Gravity-Capillary Wind Wave Facility
The gravity-capillary wind wave facility is located in the Research Hallway of the MHL. Research conducted in this facility includes, but is not limited to, the following areas:
- wind-waves and wind-shear interacting with mechanically generated water waves
- understanding and facilitating fluid control in microgravity environments by utilizing servo-controlled motors with feedback to generate mean motion through longitudinally oscillating horizontal cylinders containing fluid
- investigating contact line dynamics by conducting experiments in uni-directionally rotating and oscillating axially circular cylinders
- the flow physics associated with oscillating thin disks and similarly shaped bodies used in offshore structures (tension-leg platforms and spar buoys)

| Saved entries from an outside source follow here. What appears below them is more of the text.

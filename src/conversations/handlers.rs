use axum::{
    extract::{Path, State},
    http::StatusCode,
    routing::{get, patch},
    Json, Router,
};
use tracing::instrument;

use super::dto::{
    ConversationListResponse, ConversationPatch, ConversationResponse,
    ConversationSummaryListResponse, CreateConversationRequest, StaffCreateConversationRequest,
};
use super::services;
use crate::{
    auth::{AdminUser, AuthUser},
    error::AppResult,
    state::AppState,
};

pub fn client_routes() -> Router<AppState> {
    Router::new().route(
        "/conversations",
        get(list_conversations).post(create_conversation),
    )
}

pub fn admin_routes() -> Router<AppState> {
    Router::new()
        .route(
            "/admin/conversations",
            get(admin_list_conversations).post(admin_create_conversation),
        )
        .route("/admin/conversations/team-chat", get(team_chat))
        .route("/admin/conversations/:id", patch(admin_update_conversation))
}

#[instrument(skip(state, body))]
pub async fn create_conversation(
    State(state): State<AppState>,
    user: AuthUser,
    body: Option<Json<CreateConversationRequest>>,
) -> AppResult<(StatusCode, Json<ConversationResponse>)> {
    let body = body.map(|Json(b)| b).unwrap_or_default();
    let conversation =
        services::create_for_client(&state, &user, body.admin_id, body.certificate_id).await?;
    Ok((
        StatusCode::CREATED,
        Json(ConversationResponse {
            success: true,
            conversation,
        }),
    ))
}

#[instrument(skip(state))]
pub async fn list_conversations(
    State(state): State<AppState>,
    user: AuthUser,
) -> AppResult<Json<ConversationListResponse>> {
    let conversations = services::list_for_owner(&state, &user).await?;
    Ok(Json(ConversationListResponse {
        success: true,
        conversations,
    }))
}

#[instrument(skip(state, body))]
pub async fn admin_create_conversation(
    State(state): State<AppState>,
    admin: AdminUser,
    Json(body): Json<StaffCreateConversationRequest>,
) -> AppResult<(StatusCode, Json<ConversationResponse>)> {
    let conversation = services::create_for_staff(&state, &admin, body.user_id).await?;
    Ok((
        StatusCode::CREATED,
        Json(ConversationResponse {
            success: true,
            conversation,
        }),
    ))
}

#[instrument(skip(state))]
pub async fn admin_list_conversations(
    State(state): State<AppState>,
    _admin: AdminUser,
) -> AppResult<Json<ConversationSummaryListResponse>> {
    let conversations = services::list_all(&state).await?;
    Ok(Json(ConversationSummaryListResponse {
        success: true,
        conversations,
    }))
}

#[instrument(skip(state, body))]
pub async fn admin_update_conversation(
    State(state): State<AppState>,
    admin: AdminUser,
    Path(id): Path<i64>,
    Json(body): Json<ConversationPatch>,
) -> AppResult<Json<ConversationResponse>> {
    let conversation =
        services::patch(&state, &admin, id, body.admin_id, body.conversation_status).await?;
    Ok(Json(ConversationResponse {
        success: true,
        conversation,
    }))
}

#[instrument(skip(state))]
pub async fn team_chat(
    State(state): State<AppState>,
    _admin: AdminUser,
) -> AppResult<Json<ConversationResponse>> {
    let conversation = services::team_chat(&state).await?;
    Ok(Json(ConversationResponse {
        success: true,
        conversation,
    }))
}
use axum::extract::FromRef;
use jsonwebtoken::{decode, DecodingKey, Validation};
use tracing::debug;

use super::claims::Claims;
use crate::{config::JwtConfig, state::AppState};

/// Verification side of the credential store's tokens.
#[derive(Clone)]
pub struct JwtKeys {
    pub decoding: DecodingKey,
    pub issuer: String,
    pub audience: String,
    #[cfg(test)]
    pub secret: String,
}

impl FromRef<AppState> for JwtKeys {
    fn from_ref(state: &AppState) -> Self {
        JwtKeys::from_config(&state.config.jwt)
    }
}

impl JwtKeys {
    pub fn from_config(cfg: &JwtConfig) -> Self {
        let JwtConfig {
            secret,
            issuer,
            audience,
        } = cfg.clone();
        Self {
            decoding: DecodingKey::from_secret(secret.as_bytes()),
            issuer,
            audience,
            #[cfg(test)]
            secret,
        }
    }

    pub fn verify(&self, token: &str) -> anyhow::Result<Claims> {
        let mut validation = Validation::default();
        validation.set_audience(std::slice::from_ref(&self.audience));
        validation.set_issuer(std::slice::from_ref(&self.issuer));
        let data = decode::<Claims>(token, &self.decoding, &validation)?;
        debug!(user_id = data.claims.sub, role = ?data.claims.role, "jwt verified");
        Ok(data.claims)
    }

    /// Mint a token the way the credential store does. Tests only.
    #[cfg(test)]
    pub fn sign(&self, user_id: i64, code: &str, role: super::Role) -> String {
        use jsonwebtoken::{encode, EncodingKey, Header};
        use time::{Duration, OffsetDateTime};

        let now = OffsetDateTime::now_utc();
        let claims = Claims {
            sub: user_id,
            code: code.to_string(),
            role,
            iat: now.unix_timestamp() as usize,
            exp: (now + Duration::minutes(5)).unix_timestamp() as usize,
            iss: self.issuer.clone(),
            aud: self.audience.clone(),
        };
        encode(
            &Header::default(),
            &claims,
            &EncodingKey::from_secret(self.secret.as_bytes()),
        )
        .expect("sign test token")
    }
}

#[cfg(test)]
mod tests {
    use super::*;
    use crate::auth::Role;

    fn make_keys(secret: &str, issuer: &str, audience: &str) -> JwtKeys {
        JwtKeys::from_config(&JwtConfig {
            secret: secret.into(),
            issuer: issuer.into(),
            audience: audience.into(),
        })
    }

    #[test]
    fn verify_accepts_matching_token() {
        let keys = make_keys("dev-secret", "test-issuer", "test-aud");
        let token = keys.sign(42, "ACM123456", Role::Client);
        let claims = keys.verify(&token).expect("verify token");
        assert_eq!(claims.sub, 42);
        assert_eq!(claims.code, "ACM123456");
        assert_eq!(claims.role, Role::Client);
        assert_eq!(claims.iss, "test-issuer");
        assert_eq!(claims.aud, "test-aud");
    }

    #[test]
    fn verify_rejects_wrong_issuer_or_audience() {
        let good_keys = make_keys("same-secret", "good-iss", "good-aud");
        let bad_keys = make_keys("same-secret", "bad-iss", "bad-aud");
        let token = good_keys.sign(1, "ADM0001", Role::Admin);
        assert!(bad_keys.verify(&token).is_err());
    }

    #[test]
    fn verify_rejects_wrong_secret() {
        let keys = make_keys("one", "iss", "aud");
        let other = make_keys("two", "iss", "aud");
        let token = keys.sign(1, "ADM0001", Role::Admin);
        assert!(other.verify(&token).is_err());
    }
}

- utilizing high-speed imaging, particle-image velocimetry, particle-tracking velocimetry, and flow visualization techniques
The gravity-capillary wind wave facility is equipped with experimental tanks and basins and specialized equipment. The largest of the facilities is the air-sea interaction tank. It is used to study gravity-capillary wind-wave interactions, and to investigate beach profiles and sediment transport phenomena. The basin is 35 meters long, 0.7 meters wide, and can support maximum water depths of approximately 1.2 meters. The air flow is generated by a 40 horsepower suck-down flow loop that is capable of producing air flows between two and 30 meters per second. Additionally, the basin is equipped with a computer controlled wedge-type mechanical wave generator capable of providing feedback and producing maximum frequencies of 10 Hz. The cross-sectional area of the combined water-air flow increases downstream to facilitate the growing boundary layers.
The air-sea interaction tank is used to study steep, high frequency gravity waves and the parasitic capillary waves they generate. Additionally, waves subject to internal resonance phenomena are also under investigation. These short waves are of fundamental importance involving the contact line at the air-water-ship hull interface and electromagnetic (radar) scattering from rough ocean surfaces. Remote sensing of the ocean surface reveals features such as ship wakes, ocean current boundaries, pollution slicks, bathymetry, and wind driven wave fields. Since electromagnetic waves are primarily scattered by water waves of approximately the same wavelength, the ability to detect remotely these characteristics depends on the generation and disturbance of the short, high frequency, gravity-capillary waves on the free surface.
Figure. Air-sea interaction tank.
Figure. Air-sea interaction tank with ship model.